1. 1 Non-determinism and Cut  Non-determinism  Backtracking  Controlling Backtracking

2. 2 Non-determinism in Prolog A Prolog program p :- a,b,c. can be read as: to solve p, we need to do a, do b, then do c. How about p :- a,b,c. p :- a,f,g. It reads as, there are 2 ways to solve: try a,b,c first; if failed,then try a,f,g.

3. 3 Choice point Whenever there is more than one alternative ways to proceed, Prolog tries the first one, and creates a choicepoint to remember remaining alternatives. Choicepoint is like a tree node, from which different paths are extended.

4. 4 Backtracking The execution of Prolog programs is the searching for a successfully terminated path. When Prolog discovers an unsuccessful branch, it automatically backtracks to the previous choicepoint and tries to apply an alternative stored at that node.

5. 5 An example – finding a common element between two lists member(X, [X|_]). member(X, [_|L]):- member(X,L). intersect(X, L1, L2):- member(X, L1), member(X, L2). ?-intersect(S,[3,1,4],[2,4,5]). S=4 How many backtrackings? How about ?-read_list(L1), read_list(L2), read_list(L3), read_list(L4), intersect(X, L1, L2), intersect(Y, L3, L4), X is 2*Y.

6. 6 Sometimes, backtracking is not necessary …… f(X, 0):- X < 3. f(X, 2):- 3=<X, X<6. f(X, 4):- 6=<X. ?- f(1,Y), 2 < Y.

7. 7 ……we need to tell Prolog explicitly not to backtrack The 3 rules about the f function are mutually exclusive so that one of them at most will succeed. We know that as soon as one rule succeed there is no point in trying to use the others (Prolog doesn’t know!) How to tell Prolog about this? f(X, 0) := X < 3, !. f(X, 2):- 3=<X, X<6, !. f(X, 2):- 6=<X. The symbol ! Is called ‘cut’. It means, …

8. 8 Logical Meaning "!" is a special built- in.

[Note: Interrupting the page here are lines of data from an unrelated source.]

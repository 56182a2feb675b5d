//! Axum route table.

use axum::routing::{get, post};
use axum::Router;
use tower_http::cors::CorsLayer;
use tower_http::trace::TraceLayer;

use crate::engine::SessionEngine;
use crate::facade::handlers;
use crate::query::QueryService;

/// Shared application state injected into every handler.
#[derive(Debug, Clone)]
pub struct AppState {
    pub(crate) engine: SessionEngine,
    pub(crate) query: QueryService,
    pub(crate) store: crate::db::SessionStore,
}

impl AppState {
    /// Builds the shared state from a store, deriving the engine and query
    /// service from it.
    pub fn new(store: crate::db::SessionStore) -> Self {
        Self {
            engine: SessionEngine::new(store.clone()),
            query: QueryService::new(store.clone()),
            store,
        }
    }
}

/// Builds the full router, with CORS and request tracing layered on top.
/// Origins come from [`crate::config::Config`].
pub fn build_router(state: AppState, cors: CorsLayer) -> Router {
    Router::new()
        .route("/healthz", get(handlers::healthz))
        .route("/users", post(handlers::create_user))
        .route("/sessions", post(handlers::create_session).get(handlers::list_sessions))
        .route("/sessions/{id}", get(handlers::get_session))
        .route("/sessions/{id}/join", post(handlers::join_session))
        .route("/sessions/{id}/move", post(handlers::submit_move))
        .route("/leaderboard", get(handlers::leaderboard))
        .layer(TraceLayer::new_for_http())
        .layer(cors)
        .with_state(state)
}
//! The transactional state machine governing a session's lifecycle. Owns
//! the create / join / submit-move operations and the concurrency
//! discipline that makes two racing `move` requests on the same session
//! safe.

use std::collections::HashMap;
use std::sync::Arc;

use tokio::sync::Mutex as AsyncMutex;
use tracing::{info, instrument};
use uuid::Uuid;

use crate::db::{NewMoveRow, NewSessionRow, SessionStore};
use crate::domain::{Session, Status};
use crate::error::{ConflictKind, EngineError, ValidationKind};
use crate::rules::{GameType, RuleSet};

/// Per-session lock registry layered in front of the store's `BEGIN
/// IMMEDIATE` transactions. A single SQLite writer lock would serialize
/// every session's writes process-wide; keying a lock per session id lets
/// unrelated sessions proceed fully in parallel while moves on the same
/// session still queue up in order.
#[derive(Debug, Clone, Default)]
struct LockRegistry {
    locks: Arc<std::sync::Mutex<HashMap<String, Arc<AsyncMutex<()>>>>>,
}

impl LockRegistry {
    fn lock_for(&self, session_id: &str) -> Arc<AsyncMutex<()>> {
        let mut locks = self.locks.lock().expect("lock registry poisoned");
        locks
            .entry(session_id.to_string())
            .or_insert_with(|| Arc::new(AsyncMutex::new(())))
            .clone()
    }
}

/// Inputs to [`SessionEngine::create_session`].
#[derive(Debug, Clone)]
pub struct CreateSessionInput {
    /// The creating user's id.
    pub host_id: String,
    /// Display name to record for the host on this session. Defaults to the
    /// host user's profile name when absent.
    pub host_name: Option<String>,
    /// Host's cosmetic icon. Defaults to the host user's profile icon when
    /// absent.
    pub host_icon: Option<String>,
    /// Cosmetic icon for the session.
    pub game_icon: Option<String>,
    /// Which game to play. Defaults to tic-tac-toe at the facade layer.
    pub game_type: GameType,
}

/// The Session Engine: create / join / submit-move orchestration.
#[derive(Debug, Clone)]
pub struct SessionEngine {
    store: SessionStore,
    locks: LockRegistry,
}

impl SessionEngine {
    /// Builds an engine over the given store.
    pub fn new(store: SessionStore) -> Self {
        Self {
            store,
            locks: LockRegistry::default(),
        }
    }

    /// Verifies the host exists, initializes an empty board in WAITING,
    /// persists, and returns the full projection.
    #[instrument(skip(self, input), fields(host_id = %input.host_id))]
    pub async fn create_session(&self, input: CreateSessionInput) -> Result<Session, EngineError> {
        let store = self.store.clone();
        let host = store
            .get_user(&input.host_id)
            .map_err(EngineError::from)?
            .ok_or_else(|| EngineError::not_found("host user does not exist"))?;

        let rules = RuleSet::for_game(input.game_type);
        let board = rules.initial_board().to_json().map_err(EngineError::from)?;

        let host_name = input.host_name.unwrap_or_else(|| host.name().clone());
        let host_icon = input.host_icon.or_else(|| host.icon().clone());

        let new_session = NewSessionRow::new(
            Uuid::new_v4().to_string(),
            input.game_type.to_db_string().to_string(),
            input.game_icon,
            host.id().clone(),
            host_name,
            host_icon,
            None,
            None,
            None,
            Status::Waiting.to_db_string().to_string(),
            None,
            board,
            None,
            false,
        );

        let row = tokio::task::spawn_blocking(move || store.create_session(new_session))
            .await
            .map_err(|e| EngineError::internal(format!("join error: {e}")))?
            .map_err(EngineError::from)?;

        info!(session_id = %row.id(), "session created");
        Session::from_row(row, Vec::new())
    }

    /// Loads under lock, handles idempotent re-join, validates the joiner
    /// isn't the host, sets the guest and flips the session to ACTIVE.
    #[instrument(skip(self), fields(session_id = %session_id, player_id = %player_id))]
    pub async fn join_session(
        &self,
        session_id: &str,
        player_id: &str,
    ) -> Result<Session, EngineError> {
        let guard_lock = self.locks.lock_for(session_id);
        let _guard = guard_lock.lock().await;

        let store = self.store.clone();
        let session_id = session_id.to_string();
        let player_id = player_id.to_string();

        let row = tokio::task::spawn_blocking(move || {
            store.transact::<_, _, EngineError>(|conn| {
                let row = SessionStore::load_for_update(conn, &session_id)?
                    .ok_or_else(|| EngineError::not_found("session does not exist"))?;

                let status = Status::from_db_string(row.status())?;

                if status != Status::Waiting {
                    let already_joined = row.host_id() == &player_id
                        || row.guest_id().as_deref() == Some(player_id.as_str());
                    if already_joined {
                        return Ok(row);
                    }
                    let kind = if status == Status::Finished {
                        ConflictKind::AlreadyFinished
                    } else {
                        ConflictKind::AlreadyFull
                    };
                    return Err(EngineError::conflict(kind, "session is not joinable"));
                }

                if row.host_id() == &player_id {
                    return Err(EngineError::conflict(
                        ConflictKind::CannotJoinOwnSession,
                        "host cannot join their own session as guest",
                    ));
                }

                let guest = store
                    .get_user(&player_id)
                    .map_err(EngineError::from)?
                    .ok_or_else(|| EngineError::not_found("guest user does not exist"))?;

                let host_id = row.host_id().clone();
                let updated = SessionStore::save(
                    conn,
                    row.id(),
                    Some(guest.id().clone()),
                    Some(guest.name().clone()),
                    guest.icon().clone(),
                    Status::Active.to_db_string(),
                    Some(host_id),
                    row.board().clone(),
                    None,
                    false,
                )?;
                Ok(updated)
            })
        })
        .await
        .map_err(|e| EngineError::internal(format!("join error: {e}")))??;

        let moves = self.store.list_moves(row.id()).map_err(EngineError::from)?;
        info!(session_id = %row.id(), "session joined");
        Session::from_row(row, moves)
    }

    /// Loads under lock, validates turn order and move legality, mutates
    /// the board, detects win/draw, and commits.
    #[instrument(skip(self), fields(session_id = %session_id, player_id = %player_id))]
    pub async fn submit_move(
        &self,
        session_id: &str,
        player_id: &str,
        row_in: usize,
        col_in: usize,
    ) -> Result<Session, EngineError> {
        let guard_lock = self.locks.lock_for(session_id);
        let _guard = guard_lock.lock().await;

        let store = self.store.clone();
        let session_id_owned = session_id.to_string();
        let player_id_owned = player_id.to_string();

        let row = tokio::task::spawn_blocking(move || {
            store.transact::<_, _, EngineError>(|conn| {
                let session = SessionStore::load_for_update(conn, &session_id_owned)?
                    .ok_or_else(|| EngineError::not_found("session does not exist"))?;

                let status = Status::from_db_string(session.status())?;
                match status {
                    Status::Waiting => {
                        return Err(EngineError::conflict(
                            ConflictKind::NotActive,
                            "session has not started",
                        ))
                    }
                    Status::Finished => {
                        return Err(EngineError::conflict(
                            ConflictKind::AlreadyFinished,
                            "session has already finished",
                        ))
                    }
                    Status::Active => {}
                }

                let guest_id = session.guest_id().clone();
                if session.host_id() != &player_id_owned
                    && guest_id.as_deref() != Some(player_id_owned.as_str())
                {
                    return Err(EngineError::validation(
                        ValidationKind::NotInSession,
                        "player is not in this session",
                    ));
                }
                if session.current_turn().as_deref() != Some(player_id_owned.as_str()) {
                    return Err(EngineError::conflict(
                        ConflictKind::NotYourTurn,
                        "it is not this player's turn",
                    ));
                }

                let game_type = GameType::from_db_string(session.game_type())?;
                let rules = RuleSet::for_game(game_type);
                let mut board = crate::board::Board::from_json(session.board())?;

                let (row, col) = rules
                    .validate_move(&board, row_in, col_in)
                    .map_err(EngineError::from)?;

                board.set(row, col, player_id_owned.clone());

                let existing_moves = store.list_moves(&session_id_owned)?;
                let move_no = existing_moves.len() as i32 + 1;
                SessionStore::append_move(
                    conn,
                    Uuid::new_v4().to_string(),
                    &session_id_owned,
                    player_id_owned.clone(),
                    row as i32,
                    col as i32,
                )?;

                let board_json = board.to_json()?;

                let won = rules.check_winner(&board, row, col, &player_id_owned);
                let (status, winner, draw, next_turn) = if won {
                    (Status::Finished, Some(player_id_owned.clone()), false, None)
                } else if rules.check_draw(&board, move_no as usize) {
                    (Status::Finished, None, true, None)
                } else {
                    let other = if session.host_id() == &player_id_owned {
                        guest_id.clone().unwrap_or_default()
                    } else {
                        session.host_id().clone()
                    };
                    (Status::Active, None, false, Some(other))
                };

                let updated = SessionStore::save(
                    conn,
                    &session_id_owned,
                    guest_id,
                    session.guest_name().clone(),
                    session.guest_icon().clone(),
                    status.to_db_string(),
                    next_turn,
                    board_json,
                    winner,
                    draw,
                )?;
                Ok(updated)
            })
        })
        .await
        .map_err(|e| EngineError::internal(format!("move error: {e}")))??;

        let moves = self.store.list_moves(row.id()).map_err(EngineError::from)?;
        info!(session_id = %row.id(), move_count = moves.len(), "move submitted");
        Session::from_row(row, moves)
    }
}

When it is used in a program as below: % program 1 g:- p, !, q. g:- r, !, s. g:- t. Logically, program 1 is equivalent to the following program: % program 2 g:- p, q. g:- not(p), r, s. g:- not(p), not(r), t.

9. 9 Ex. max(X,Y,Max) means Max is the max value among X and Y. max(X,Y,X):- X >= Y. max(X,Y,Y):- X < Y. Using cut, the above program can be written as : max(X,Y,X):- X >= Y, !. max(X,Y,Y).

10. 10 Procedural Meaning The first (or second) cut in program 1 means that if the computation can reach it then all the remaining alternative clauses in p (or r) and g are discarded. % program 1 g:- p, !, q. g:- r, !, s. g:- t.

11. 11 Example - How to use cut in this program? rule_for_plus(X, 0, X). rule_for_plus(0, X, X). rule_for_plus(X, Y, X+Y) :- X \== 0, Y \== 0. % a new version which uses cut rule_for_plus(X, 0, X):- !. rule_for_plus(0, X, X):- !. rule_for_plus(X, Y, X+Y).

12. 12 Example - How to use cut in this program? has4c([A1,A2,A3,A4|_]):- % found it A1 == A2, A1 == A3, A1 == A4. has4c([A1,A2,A3,A4|T]):- % otherwise (A1 \== A2; A1 \== A3; A1 \== A4), has4c([A2,A3,A4|T]). %---------- a new version which uses cut --------- has4c([A1,A2,A3,A4|_]):- % found it, CUT here A1 == A2, A1 == A3, A1 == A4, !. has4c([_|T]):- % otherwise has4c(T).

13. 13 What is the advantage to use this cut? How to remove the cut used here? % checking4(L) - go through every element % in L, stop if find a 4c checking4([H|_]):- has4c(H), !. checking4([_|T]):- checking4(T).